◆ Work instructions
Please transcribe all of the records precisely.

[Stored data entries]
··········

//! # Failure Injection
//!
//! Wrappers that forward to a real adapter until told to fail.
//!
//! ```rust,ignore
//! let (inner, _handle) = MemoryStore::spawn(16);
//! let store = Arc::new(FailingStore::new(Arc::new(inner)));
//! store.fail_reads_of("product:seed-2");
//! store.fail_writes_after(3);
//! ```

use crate::error::{IndexError, StoreError};
use crate::search::{IndexDocument, SearchHits, SearchIndex, SearchQuery};
use crate::store::{KvStore, ScanBatch};
use async_trait::async_trait;
use std::collections::HashSet;
use std::sync::atomic::{AtomicBool, AtomicUsize, Ordering};
use std::sync::{Arc, Mutex};

fn injected() -> StoreError {
    StoreError::Unavailable("injected failure".to_string())
}

#[derive(Default)]
struct StoreFaults {
    fail_all: bool,
    fail_scans: bool,
    fail_next_write: bool,
    writes_left: Option<usize>,
    failing_reads: HashSet<String>,
}

/// [`KvStore`] wrapper with switchable failures.
pub struct FailingStore {
    inner: Arc<dyn KvStore>,
    faults: Mutex<StoreFaults>,
    writes: AtomicUsize,
}

impl FailingStore {
    pub fn new(inner: Arc<dyn KvStore>) -> Self {
        Self {
            inner,
            faults: Mutex::new(StoreFaults::default()),
            writes: AtomicUsize::new(0),
        }
    }

    /// Every operation fails while set.
    pub fn set_fail_all(&self, fail: bool) {
        self.faults().fail_all = fail;
    }

    pub fn fail_scans(&self) {
        self.faults().fail_scans = true;
    }

    /// Reads of `key` fail until cleared.
    pub fn fail_reads_of(&self, key: &str) {
        self.faults().failing_reads.insert(key.to_string());
    }

    pub fn clear_read_failures(&self) {
        self.faults().failing_reads.clear();
    }

    /// The next write fails; later writes succeed.
    pub fn fail_next_write(&self) {
        self.faults().fail_next_write = true;
    }

    /// Allows `n` more writes, then fails every write.
    pub fn fail_writes_after(&self, n: usize) {
        self.faults().writes_left = Some(n);
    }

    /// Writes that reached the inner store.
    pub fn writes(&self) -> usize {
        self.writes.load(Ordering::SeqCst)
    }

    fn faults(&self) -> std::sync::MutexGuard<'_, StoreFaults> {
        self.faults.lock().unwrap_or_else(|poisoned| poisoned.into_inner())
    }

    fn check_write(&self) -> Result<(), StoreError> {
        let mut faults = self.faults();
        if faults.fail_all {
            return Err(injected());
        }
        if std::mem::take(&mut faults.fail_next_write) {
            return Err(injected());
        }
        if let Some(left) = faults.writes_left.as_mut() {
            if *left == 0 {
                return Err(injected());
            }
            *left -= 1;
        }
        Ok(())
    }
}

#[async_trait]
impl KvStore for FailingStore {
    async fn put(&self, key: &str, value: Vec<u8>) -> Result<(), StoreError> {
        self.check_write()?;
        self.inner.put(key, value).await?;
        self.writes.fetch_add(1, Ordering::SeqCst);
        Ok(())
    }

    async fn get(&self, key: &str) -> Result<Vec<u8>, StoreError> {
        {
            let faults = self.faults();
            if faults.fail_all || faults.failing_reads.contains(key) {
                return Err(injected());
            }
        }
        self.inner.get(key).await
    }

    async fn scan(&self, prefix: &str, cursor: u64, count: usize) -> Result<ScanBatch, StoreError> {
        {
            let faults = self.faults();
            if faults.fail_all || faults.fail_scans {
                return Err(injected());
            }
        }
        self.inner.scan(prefix, cursor, count).await
    }

    async fn close(&self) -> Result<(), StoreError> {
        self.inner.close().await
    }
}

/// [`SearchIndex`] wrapper with switchable failures.
pub struct FailingIndex {
    inner: Arc<dyn SearchIndex>,
    fail_probe: AtomicBool,
    fail_search: AtomicBool,
    fail_writes: AtomicBool,
    failed_writes: AtomicUsize,
}

impl FailingIndex {
    pub fn new(inner: Arc<dyn SearchIndex>) -> Self {
        Self {
            inner,
            fail_probe: AtomicBool::new(false),
            fail_search: AtomicBool::new(false),
            fail_writes: AtomicBool::new(false),
            failed_writes: AtomicUsize::new(0),
        }
    }

    pub fn set_fail_probe(&self, fail: bool) {
        self.fail_probe.store(fail, Ordering::SeqCst);
    }

    pub fn set_fail_search(&self, fail: bool) {
        self.fail_search.store(fail, Ordering::SeqCst);
    }

    pub fn set_fail_writes(&self, fail: bool) {
        self.fail_writes.store(fail, Ordering::SeqCst);
    }

    /// Document writes rejected so far.
    pub fn failed_writes(&self) -> usize {
        self.failed_writes.load(Ordering::SeqCst)
    }
}

#[async_trait]
impl SearchIndex for FailingIndex {
    async fn probe(&self) -> Result<(), IndexError> {
        if self.fail_probe.load(Ordering::SeqCst) {
            return Err(IndexError::Unavailable("unknown command 'FT._LIST'".to_string()));
        }
        self.inner.probe().await
    }

    async fn ensure_index(&self) -> Result<(), IndexError> {
        self.inner.ensure_index().await
    }

    async fn index_document(&self, doc: IndexDocument) -> Result<(), IndexError> {
        if self.fail_writes.load(Ordering::SeqCst) {
            self.failed_writes.fetch_add(1, Ordering::SeqCst);
            return Err(IndexError::Write("injected failure".to_string()));
        }
        self.inner.index_document(doc).await
    }

    async fn search(&self, query: &SearchQuery) -> Result<SearchHits, IndexError> {
        if self.fail_search.load(Ordering::SeqCst) {
            return Err(IndexError::Query("injected failure".to_string()));
        }
        self.inner.search(query).await
    }

    async fn close(&self) -> Result<(), IndexError> {
        self.inner.close().await
    }
}

#[cfg(test)]
mod tests {
    use super::*;
    use crate::store::MemoryStore;

    #[tokio::test]
    async fn test_write_budget_then_failure() {
        let (inner, _handle) = MemoryStore::spawn(8);
        let store = FailingStore::new(Arc::new(inner));
        store.fail_writes_after(2);

        assert!(store.put("a", vec![1]).await.is_ok());
        assert!(store.put("b", vec![2]).await.is_ok());
        assert_eq!(store.put("c", vec![3]).await, Err(injected()));
        assert_eq!(store.writes(), 2);
    }

    #[tokio::test]
    async fn test_single_shot_write_failure() {
        let (inner, _handle) = MemoryStore::spawn(8);
        let store = FailingStore::new(Arc::new(inner));
        store.fail_next_write();

        assert!(store.put("a", vec![1]).await.is_err());
        assert!(store.put("a", vec![1]).await.is_ok());
    }

    #[tokio::test]
    async fn test_read_failure_is_per_key() {
        let (inner, _handle) = MemoryStore::spawn(8);
        let store = FailingStore::new(Arc::new(inner));
        store.put("a", vec![1]).await.unwrap();
        store.put("b", vec![2]).await.unwrap();
        store.fail_reads_of("a");

        assert_eq!(store.get("a").await, Err(injected()));
        assert_eq!(store.get("b").await, Ok(vec![2]));

        store.clear_read_failures();
        assert_eq!(store.get("a").await, Ok(vec![1]));
    }

    #[tokio::test]
    async fn test_fail_all_blocks_every_operation_until_cleared() {
        let (inner, _handle) = MemoryStore::spawn(8);
        let store = FailingStore::new(Arc::new(inner));
        store.put("a", vec![1]).await.unwrap();
        store.set_fail_all(true);

        assert_eq!(store.get("a").await, Err(injected()));
        assert_eq!(store.put("b", vec![2]).await, Err(injected()));
        assert!(store.scan("", 0, 10).await.is_err());

        store.set_fail_all(false);
        assert_eq!(store.get("a").await, Ok(vec![1]));
        assert_eq!(store.writes(), 1);
    }
}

··········

◆ Exercise response
//! # Failure Injection
//!
//! Wrappers that forward to a real adapter until told to fail.
//!
//! ```rust,ignore
//! let (inner, _handle) = MemoryStore::spawn(16);
//! let store = Arc::new(FailingStore::new(Arc::new(inner)));
//! store.fail_reads_of("product:seed-2");
//! store.fail_writes_after(3);
//! ```

use crate::error::{IndexError, StoreError};
use crate::search::{IndexDocument, SearchHits, SearchIndex, SearchQuery};
use crate::store::{KvStore, ScanBatch};
use async_trait::async_trait;
use std::collections::HashSet;
use std::sync::atomic::{AtomicBool, AtomicUsize, Ordering};
use std::sync::{Arc, Mutex};

fn injected() -> StoreError {
    StoreError::Unavailable("injected failure".to_string())
}

#[derive(Default)]
struct StoreFaults {
    fail_all: bool,
    fail_scans: bool,
    fail_next_write: bool,
    writes_left: Option<usize>,
    failing_reads: HashSet<String>,
}

/// [`KvStore`] wrapper with switchable failures.
pub struct FailingStore {
    inner: Arc<dyn KvStore>,
    faults: Mutex<StoreFaults>,
    writes: AtomicUsize,
}

impl FailingStore {
    pub fn new(inner: Arc<dyn KvStore>) -> Self {
        Self {
            inner,
            faults: Mutex::new(StoreFaults::default()),
            writes: AtomicUsize::new(0),
        }
    }

    /// Every operation fails while set.
    pub fn set_fail_all(&self, fail: bool) {
        self.faults().fail_all = fail;
    }

    pub fn fail_scans(&self) {
        self.faults().fail_scans = true;
    }

    /// Reads of `key` fail until cleared.
    pub fn fail_reads_of(&self, key: &str) {
        self.faults().failing_reads.insert(key.to_string());
    }

    pub fn clear_read_failures(&self) {
        self.faults().failing_reads.clear();
    }

    /// The next write fails; later writes succeed.
    pub fn fail_next_write(&self) {
        self.faults().fail_next_write = true;
    }

    /// Allows `n` more writes, then fails every write.
    pub fn fail_writes_after(&self, n: usize) {
        self.faults().writes_left = Some(n);
    }

    /// Writes that reached the inner store.
    pub fn writes(&self) -> usize {
        self.writes.load(Ordering::SeqCst)
    }

    fn faults(&self) -> std::sync::MutexGuard<'_, StoreFaults> {
        self.faults.lock().unwrap_or_else(|poisoned| poisoned.into_inner())
    }

    fn check_write(&self) -> Result<(), StoreError> {
        let mut faults = self.faults();
        if faults.fail_all {
            return Err(injected());
        }
        if std::mem::take(&mut faults.fail_next_write) {
            return Err(injected());
        }
        if let Some(left) = faults.writes_left.as_mut() {
            if *left == 0 {
                return Err(injected());
            }
            *left -= 1;
        }
        Ok(())
    }
}

#[async_trait]
impl KvStore for FailingStore {
    async fn put(&self, key: &str, value: Vec<u8>) -> Result<(), StoreError> {
        self.check_write()?;
        self.inner.put(key, value).await?;
        self.writes.fetch_add(1, Ordering::SeqCst);
        Ok(())
    }

    async fn get(&self, key: &str) -> Result<Vec<u8>, StoreError> {
        {
            let faults = self.faults();
            if faults.fail_all || faults.failing_reads.contains(key) {
                return Err(injected());
            }
        }
        self.inner.get(key).await
    }

    async fn scan(&self, prefix: &str, cursor: u64, count: usize) -> Result<ScanBatch, StoreError> {
        {
            let faults = self.faults();
            if faults.fail_all || faults.fail_scans {
                return Err(injected());
            }
        }
        self.inner.scan(prefix, cursor, count).await
    }

    async fn close(&self) -> Result<(), StoreError> {
        self.inner.close().await
    }
}

/// [`SearchIndex`] wrapper with switchable failures.
pub struct FailingIndex {
    inner: Arc<dyn SearchIndex>,
    fail_probe: AtomicBool,
    fail_search: AtomicBool,
    fail_writes: AtomicBool,
    failed_writes: AtomicUsize,
}

impl FailingIndex {
    pub fn new(inner: Arc<dyn SearchIndex>) -> Self {
        Self {
            inner,
            fail_probe: AtomicBool::new(false),
            fail_search: AtomicBool::new(false),
            fail_writes: AtomicBool::new(false),
            failed_writes: AtomicUsize::new(0),
        }
    }

    pub fn set_fail_probe(&self, fail: bool) {
        self.fail_probe.store(fail, Ordering::SeqCst);
    }

    pub fn set_fail_search(&self, fail: bool) {
        self.fail_search.store(fail, Ordering::SeqCst);
    }

    pub fn set_fail_writes(&self, fail: bool) {
        self.fail_writes.store(fail, Ordering::SeqCst);
    }

    /// Document writes rejected so far.
    pub fn failed_writes(&self) -> usize {
        self.failed_writes.load(Ordering::SeqCst)
    }
}

#[async_trait]
impl SearchIndex for FailingIndex {
    async fn probe(&self) -> Result<(), IndexError> {
        if self.fail_probe.load(Ordering::SeqCst) {
            return Err(IndexError::Unavailable("unknown command 'FT._LIST'".to_string()));
        }
        self.inner.probe().await
    }

    async fn ensure_index(&self) -> Result<(), IndexError> {
        self.inner.ensure_index().await
    }

    async fn index_document(&self, doc: IndexDocument) -> Result<(), IndexError> {
        if self.fail_writes.load(Ordering::SeqCst) {
            self.failed_writes.fetch_add(1, Ordering::SeqCst);
            return Err(IndexError::Write("injected failure".to_string()));
        }
        self.inner.index_document(doc).await
    }

    async fn search(&self, query: &SearchQuery) -> Result<SearchHits, IndexError> {
        if self.fail_search.load(Ordering::SeqCst) {
            return Err(IndexError::Query("injected failure".to_string()));
        }
        self.inner.search(query).await
    }

    async fn close(&self) -> Result<(), IndexError> {
        self.inner.close().await
    }
}

#[cfg(test)]
mod tests {
    use super::*;
    use crate::store::MemoryStore;

    #[tokio::test]
    async fn test_write_budget_then_failure() {
        let (inner, _handle) = MemoryStore::spawn(8);
        let store = FailingStore::new(Arc::new(inner));
        store.fail_writes_after(2);

        assert!(store.put("a", vec![1]).await.is_ok());
        assert!(store.put("b", vec![2]).await.is_ok());
        assert_eq!(store.put("c", vec![3]).await, Err(injected()));
        assert_eq!(store.writes(), 2);
    }

    #[tokio::test]
    async fn test_single_shot_write_failure() {
        let (inner, _handle) = MemoryStore::spawn(8);
        let store = FailingStore::new(Arc::new(inner));
        store.fail_next_write();

        assert!(store.put("a", vec![1]).await.is_err());
        assert!(store.put("a", vec![1]).await.is_ok());
    }

    #[tokio::test]
    async fn test_read_failure_is_per_key() {
        let (inner, _handle) = MemoryStore::spawn(8);
        let store = FailingStore::new(Arc::new(inner));
        store.put("a", vec![1]).await.unwrap();
        store.put("b", vec![2]).await.unwrap();
        store.fail_reads_of("a");

        assert_eq!(store.get("a").await, Err(injected()));
        assert_eq!(store.get("b").await, Ok(vec![2]));

        store.clear_read_failures();
        assert_eq!(store.get("a").await, Ok(vec![1]));
    }

    #[tokio::test]
    async fn test_fail_all_blocks_every_operation_until_cleared() {
        let (inner, _handle) = MemoryStore::spawn(8);
        let store = FailingStore::new(Arc::new(inner));
        store.put("a", vec![1]).await.unwrap();
        store.set_fail_all(true);

        assert_eq!(store.get("a").await, Err(injected()));
        assert_eq!(store.put("b", vec![2]).await, Err(injected()));
        assert!(store.scan("", 0, 10).await.is_err());

        store.set_fail_all(false);
        assert_eq!(store.get("a").await, Ok(vec![1]));
        assert_eq!(store.writes(), 1);
    }
}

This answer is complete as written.